Techniquement, les boîtiers OBD sont difficiles à déployer à grande échelle car ils ne sont pas compatibles avec toutes les marques. Parfois, on trouve même des variations OBD chez une même marque. Chez certaines marques, il est difficile d’accéder au port. Les inconvénients sont donc nombreux. Cela dit, les boîtiers OBD sont moins chers que les boîtiers connectés parce que l'assuré peut - en théorie - installer le dispositif sans avoir à se rendre dans un garage partenaire. Les boîtiers OBD ne se sont donc pas installés durablement sur le marché.
Ces dernières années, c’est la technologie smartphone qui s’est imposée sur le marché. C’est principalement dû au fait qu’on trouve un smartphone dans chaque véhicule dans le monde entier. Il s'agit donc d'une solution peu coûteuse et facile à déployer à très grande échelle.
Les données de conduite collectées par les smartphones sont très complètes. Elles permettent d’analyser le comportement de conduite et même de détecter la distraction téléphonique, qui est devenu un enjeu majeur de la sécurité routière depuis une dizaine d’années.
Au besoin, les smartphones peuvent être associés à un beacon, qui est un simple émetteur Bluetooth qui peut contenir un accéléromètre.
En fait, il y a un compromis à faire entre le coût de la solution, la facilité de sa mise en œuvre - qui est un coût indirect - et le marché. Dans certains marchés spécifiques, les technologies boîtiers peuvent avoir leur raison d’être. Cependant, au vu des avantages certains en termes de déploiement et de prix de la technologie smartphone, il est plus logique pour un assureur de privilégier cette techno.

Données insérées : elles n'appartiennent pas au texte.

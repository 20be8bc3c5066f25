mod common;

use pretty_assertions::assert_eq;
use zoo_report_xlsx::model::{CellRef, CellValue, Range};
use zoo_report_xlsx::{
    render, BlockContext, BoxError, CellContent, Document, MissingFieldPolicy, RenderEngine,
    RenderError, RenderInstruction, RenderOptions,
};

use common::feeding_log_catalog;

fn row(species: &str, qty: f64, price: f64) -> RenderInstruction {
    RenderInstruction::new("Row")
        .with("species", species)
        .with("qty", qty)
        .with("price", price)
}

fn content(doc: &Document, sheet: usize, a1: &str) -> Option<CellContent> {
    doc.sheets()[sheet]
        .content(CellRef::from_a1(a1).unwrap())
        .cloned()
}

/// Footer hook that sums every data row written since the header.
fn sum_rows_above(ctx: &mut BlockContext<'_>) -> Result<(), BoxError> {
    let last = ctx.block_last_row();
    ctx.set_formula_a1(&format!("D{last}"), &format!("SUM(D3:D{})", last - 1))?;
    Ok(())
}

#[test]
fn each_block_adds_exactly_its_row_count() {
    let catalog = feeding_log_catalog();
    let engine = RenderEngine::default();

    let header_only = engine
        .render(&catalog, vec![RenderInstruction::new("Header")])
        .unwrap();
    assert_eq!(header_only.sheets()[0].row_count(), 2);

    let with_rows = engine
        .render(
            &catalog,
            vec![
                RenderInstruction::new("Header"),
                row("Okapi", 2.0, 100.0),
                row("Tapir", 3.0, 40.0),
                RenderInstruction::new("Footer"),
            ],
        )
        .unwrap();
    assert_eq!(with_rows.sheets()[0].row_count(), 2 + 1 + 1 + 1);
}

#[test]
fn placeholders_take_the_type_of_their_value() {
    let catalog = feeding_log_catalog();
    let doc = render(
        &catalog,
        vec![
            RenderInstruction::new("Header").with("site", "North"),
            row("Okapi", 2.0, 100.5),
        ],
    )
    .unwrap();

    assert_eq!(content(&doc, 0, "A1"), Some(CellContent::Text("Feeding log: North".into())));
    assert_eq!(content(&doc, 0, "B2"), Some(CellContent::Text("Qty".into())));
    assert_eq!(content(&doc, 0, "A3"), Some(CellContent::Text("Okapi".into())));
    assert_eq!(content(&doc, 0, "B3"), Some(CellContent::Number(2.0)));
    assert_eq!(content(&doc, 0, "C3"), Some(CellContent::Number(100.5)));
    assert_eq!(content(&doc, 0, "D3"), Some(CellContent::formula("B3*C3")));
}

#[test]
fn styles_and_merges_follow_the_block() {
    let catalog = feeding_log_catalog();
    let doc = render(
        &catalog,
        vec![
            row("Okapi", 2.0, 100.0),
            RenderInstruction::new("Header").with("site", "East"),
        ],
    )
    .unwrap();
    let sheet = &doc.sheets()[0];

    let template_header = catalog.block("Header").unwrap();
    let template_style = template_header.rows()[1].cells[0].style;
    assert_eq!(sheet.cell(CellRef::from_a1("A3").unwrap()).unwrap().style, template_style);
    assert_eq!(sheet.merges(), &[Range::from_a1("A2:D2").unwrap()]);
}

#[test]
fn template_formulas_move_with_their_block() {
    let catalog = feeding_log_catalog();
    let doc = render(
        &catalog,
        vec![
            RenderInstruction::new("Header"),
            row("Okapi", 2.0, 100.0),
            row("Tapir", 3.0, 40.0),
            row("Zebra", 1.0, 75.0),
        ],
    )
    .unwrap();
    assert_eq!(content(&doc, 0, "D3"), Some(CellContent::formula("B3*C3")));
    assert_eq!(content(&doc, 0, "D4"), Some(CellContent::formula("B4*C4")));
    assert_eq!(content(&doc, 0, "D5"), Some(CellContent::formula("B5*C5")));
}

#[test]
fn footer_sum_covers_exactly_the_preceding_row() {
    let catalog = feeding_log_catalog();
    let doc = render(
        &catalog,
        vec![
            RenderInstruction::new("Row").with("qty", 2.0).with("price", 100),
            RenderInstruction::new("Footer").on_written(|ctx| {
                let last = ctx.block_last_row();
                ctx.set_formula_a1(&format!("D{last}"), &format!("SUM(D{0}:D{0})", last - 1))?;
                Ok(())
            }),
        ],
    )
    .unwrap();

    assert_eq!(content(&doc, 0, "B1"), Some(CellContent::Number(2.0)));
    assert_eq!(content(&doc, 0, "D2"), Some(CellContent::formula("SUM(D1:D1)")));
}

#[test]
fn block_updates_see_the_written_block() {
    let catalog = feeding_log_catalog();
    let doc = render(
        &catalog,
        vec![
            RenderInstruction::new("Header"),
            row("Okapi", 2.0, 100.0),
            row("Tapir", 3.0, 40.0),
            RenderInstruction::new("Footer").with("site", "West").on_written(|ctx| {
                assert_eq!(ctx.sheet_name(), "Zoo");
                assert_eq!(ctx.block_name(), "Footer");
                assert_eq!((ctx.block_start_row(), ctx.block_last_row()), (4, 5));
                assert_eq!(
                    ctx.cell_a1("A5")?,
                    Some(&CellContent::Text("Total for West".into()))
                );
                sum_rows_above(ctx)
            }),
        ],
    )
    .unwrap();

    assert_eq!(content(&doc, 0, "D5"), Some(CellContent::formula("SUM(D3:D4)")));
}

#[test]
fn callback_formulas_are_not_relocated() {
    let catalog = feeding_log_catalog();
    let doc = render(
        &catalog,
        vec![
            row("Okapi", 2.0, 100.0),
            row("Tapir", 3.0, 40.0).on_written(|ctx| {
                ctx.set_value_a1("D2", CellValue::formula("=SUM(A1:A2)"))?;
                Ok(())
            }),
            row("Zebra", 1.0, 75.0),
        ],
    )
    .unwrap();
    assert_eq!(content(&doc, 0, "D2"), Some(CellContent::formula("SUM(A1:A2)")));
}

#[test]
fn writes_past_the_block_are_rejected() {
    let catalog = feeding_log_catalog();
    let err = render(
        &catalog,
        vec![row("Okapi", 2.0, 100.0).on_written(|ctx| {
            ctx.set_value(CellRef::new(ctx.block_last_row(), 0), "too far")?;
            Ok(())
        })],
    )
    .unwrap_err();
    assert!(
        matches!(err, RenderError::WriteOutsideBlock { ref cell, block_last_row: 1 } if cell == "A2"),
        "{err}"
    );
}

#[test]
fn callback_errors_abort_the_render() {
    let catalog = feeding_log_catalog();
    let err = render(
        &catalog,
        vec![row("Okapi", 2.0, 100.0).on_written(|_| Err("ledger closed".into()))],
    )
    .unwrap_err();
    match err {
        RenderError::BlockUpdate { block, source } => {
            assert_eq!(block, "Row");
            assert_eq!(source.to_string(), "ledger closed");
        }
        other => panic!("unexpected error: {other}"),
    }
}

#[test]
fn new_sheet_names_are_valid_and_unique() {
    let catalog = feeding_log_catalog();
    let doc = render(
        &catalog,
        vec![
            RenderInstruction::new_sheet("A"),
            row("Okapi", 2.0, 100.0),
            RenderInstruction::new_sheet("A"),
            row("Tapir", 3.0, 40.0),
            RenderInstruction::new_sheet("Reptiles: 2024/Q1"),
            RenderInstruction::new_sheet(""),
        ],
    )
    .unwrap();

    let names: Vec<&str> = doc.sheets().iter().map(|s| s.name()).collect();
    assert_eq!(names, vec!["A", "A (2)", "Reptiles 2024Q1", "Sheet1"]);
    for name in names {
        zoo_report_xlsx::model::validate_sheet_name(name).unwrap();
    }
}

#[test]
fn new_sheet_resets_the_cursor() {
    let catalog = feeding_log_catalog();
    let doc = render(
        &catalog,
        vec![
            RenderInstruction::new("Header"),
            row("Okapi", 2.0, 100.0),
            RenderInstruction::new_sheet("Second"),
            row("Tapir", 3.0, 40.0),
        ],
    )
    .unwrap();

    assert_eq!(doc.sheets()[0].name(), "Zoo");
    assert_eq!(doc.sheets()[0].row_count(), 3);
    assert_eq!(doc.sheet("second").unwrap().row_count(), 1);
    assert_eq!(content(&doc, 1, "A1"), Some(CellContent::Text("Tapir".into())));
    assert_eq!(content(&doc, 1, "D1"), Some(CellContent::formula("B1*C1")));
}

#[test]
fn own_sheet_references_follow_a_renamed_sheet() {
    let catalog = common::load_catalog(common::pens_template(), "Pens");
    let doc = render(
        &catalog,
        vec![
            RenderInstruction::new("Header"),
            RenderInstruction::new("Row").with("species", "Okapi").with("qty", 2.0),
            RenderInstruction::new("Row").with("species", "Tapir").with("qty", 3.0),
            RenderInstruction::new_sheet("Aviary"),
            RenderInstruction::new("Row").with("species", "Macaw").with("qty", 4.0),
        ],
    )
    .unwrap();

    assert_eq!(content(&doc, 0, "C3"), Some(CellContent::formula("B3*Rate+Pens!$B$1")));
    assert_eq!(content(&doc, 1, "C1"), Some(CellContent::formula("B1*Rate+Aviary!$B$1")));
}

#[test]
fn unknown_block_fails_without_a_document() {
    let catalog = feeding_log_catalog();
    let result = render(
        &catalog,
        vec![RenderInstruction::new("Header"), RenderInstruction::new("Sumary")],
    );
    assert!(matches!(result, Err(RenderError::UnknownBlock(ref name)) if name == "Sumary"));
}

#[test]
fn empty_instruction_list_yields_a_skeleton_sheet() {
    let catalog = feeding_log_catalog();
    let doc = render(&catalog, Vec::new()).unwrap();
    assert_eq!(doc.sheets().len(), 1);
    assert_eq!(doc.sheets()[0].name(), "Zoo");
    assert_eq!(doc.sheets()[0].row_count(), 0);
    assert!(doc.sheets()[0].rows().is_empty());
}

#[test]
fn rendering_is_deterministic() {
    let catalog = feeding_log_catalog();
    let instructions = || {
        vec![
            RenderInstruction::new("Header").with("site", "North"),
            row("Okapi", 2.0, 100.0),
            RenderInstruction::new_sheet("Aviary"),
            RenderInstruction::new("Header").with("site", "Aviary"),
            row("Macaw", 4.0, 12.5),
            RenderInstruction::new("Footer").on_written(sum_rows_above),
        ]
    };
    let first = render(&catalog, instructions()).unwrap();
    let second = render(&catalog, instructions()).unwrap();
    assert_eq!(first.sheets(), second.sheets());
}

#[test]
fn missing_fields_follow_the_policy() {
    let catalog = feeding_log_catalog();
    let blank = render(&catalog, vec![RenderInstruction::new("Row").with("species", "Okapi")])
        .unwrap();
    let qty = blank.sheets()[0].cell(CellRef::from_a1("B1").unwrap()).unwrap();
    assert_eq!(qty.content, CellContent::Empty);

    let strict = RenderEngine::new(RenderOptions {
        missing_field: MissingFieldPolicy::Error,
        ..RenderOptions::default()
    });
    let err = strict
        .render(&catalog, vec![RenderInstruction::new("Row").with("species", "Okapi")])
        .unwrap_err();
    assert!(
        matches!(err, RenderError::MissingField { ref block, ref field } if block == "Row" && field == "qty"),
        "{err}"
    );
}

#[test]
fn non_finite_numbers_are_rejected() {
    let catalog = feeding_log_catalog();
    let err = render(&catalog, vec![row("Okapi", f64::INFINITY, 1.0)]).unwrap_err();
    assert!(matches!(err, RenderError::NonFiniteNumber(n) if n.is_infinite()));
}

#[test]
fn first_row_option_offsets_every_sheet() {
    let catalog = feeding_log_catalog();
    let engine = RenderEngine::new(RenderOptions {
        first_row: 2,
        ..RenderOptions::default()
    });
    let doc = engine
        .render(
            &catalog,
            vec![
                row("Okapi", 2.0, 100.0),
                RenderInstruction::new_sheet("Next"),
                row("Tapir", 3.0, 40.0),
            ],
        )
        .unwrap();
    assert_eq!(content(&doc, 0, "D3"), Some(CellContent::formula("B3*C3")));
    assert_eq!(content(&doc, 1, "A3"), Some(CellContent::Text("Tapir".into())));
    assert_eq!(doc.sheets()[1].row_count(), 1);
}

#[test]
fn blocks_cannot_run_past_the_last_excel_row() {
    let catalog = feeding_log_catalog();
    let engine = RenderEngine::new(RenderOptions {
        first_row: zoo_report_xlsx::model::EXCEL_MAX_ROWS - 1,
        ..RenderOptions::default()
    });
    assert!(engine.render(&catalog, vec![row("Okapi", 1.0, 1.0)]).is_ok());
    let err = engine
        .render(&catalog, vec![RenderInstruction::new("Header")])
        .unwrap_err();
    assert!(matches!(err, RenderError::RowLimitExceeded { ref block } if block == "Header"));
}

#[test]
fn instructions_deserialize_from_json() {
    let json = r#"[
        {"block": "NEW_SHEET", "data": {"SHEET_NAME": "Census"}},
        {"block": "Row", "data": {"species": "Okapi", "qty": 2, "price": 100, "note": {"formula": "=1+1"}}}
    ]"#;
    let instructions: Vec<RenderInstruction> = serde_json::from_str(json).unwrap();
    assert!(instructions[0].is_new_sheet());
    assert_eq!(
        instructions[1].data().get("note"),
        Some(&CellValue::formula("1+1"))
    );

    let doc = render(&feeding_log_catalog(), instructions).unwrap();
    assert_eq!(doc.sheets()[0].name(), "Census");
    assert_eq!(content(&doc, 0, "B1"), Some(CellContent::Number(2.0)));
}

Florian : L'assurance connectée propose aux assurés de nouveaux modèles d'assurance. Je pense évidemment aux programmes de type Pay-As-You-Drive, Pay-How-You-Drive et Pay-When-You-Drive. Qu’apportent vraiment ces nouveaux modèles ?
Le Pay-As-You-Drive est un programme d'assurance au kilomètre. Le principe est simple : moins vous conduisez, moins vous payez. A l’inverse, plus vous conduisez, plus vous payez. L’assurance au kilomètre n’est pas nouveau, c’est un produit qui existe depuis un certain temps. La télématique n’est pas indispensable pour faire de l’assurance au kilomètre mais son emploi permet d’apporter une proposition de valeur plus importante notamment sur les sujets de prévention routière.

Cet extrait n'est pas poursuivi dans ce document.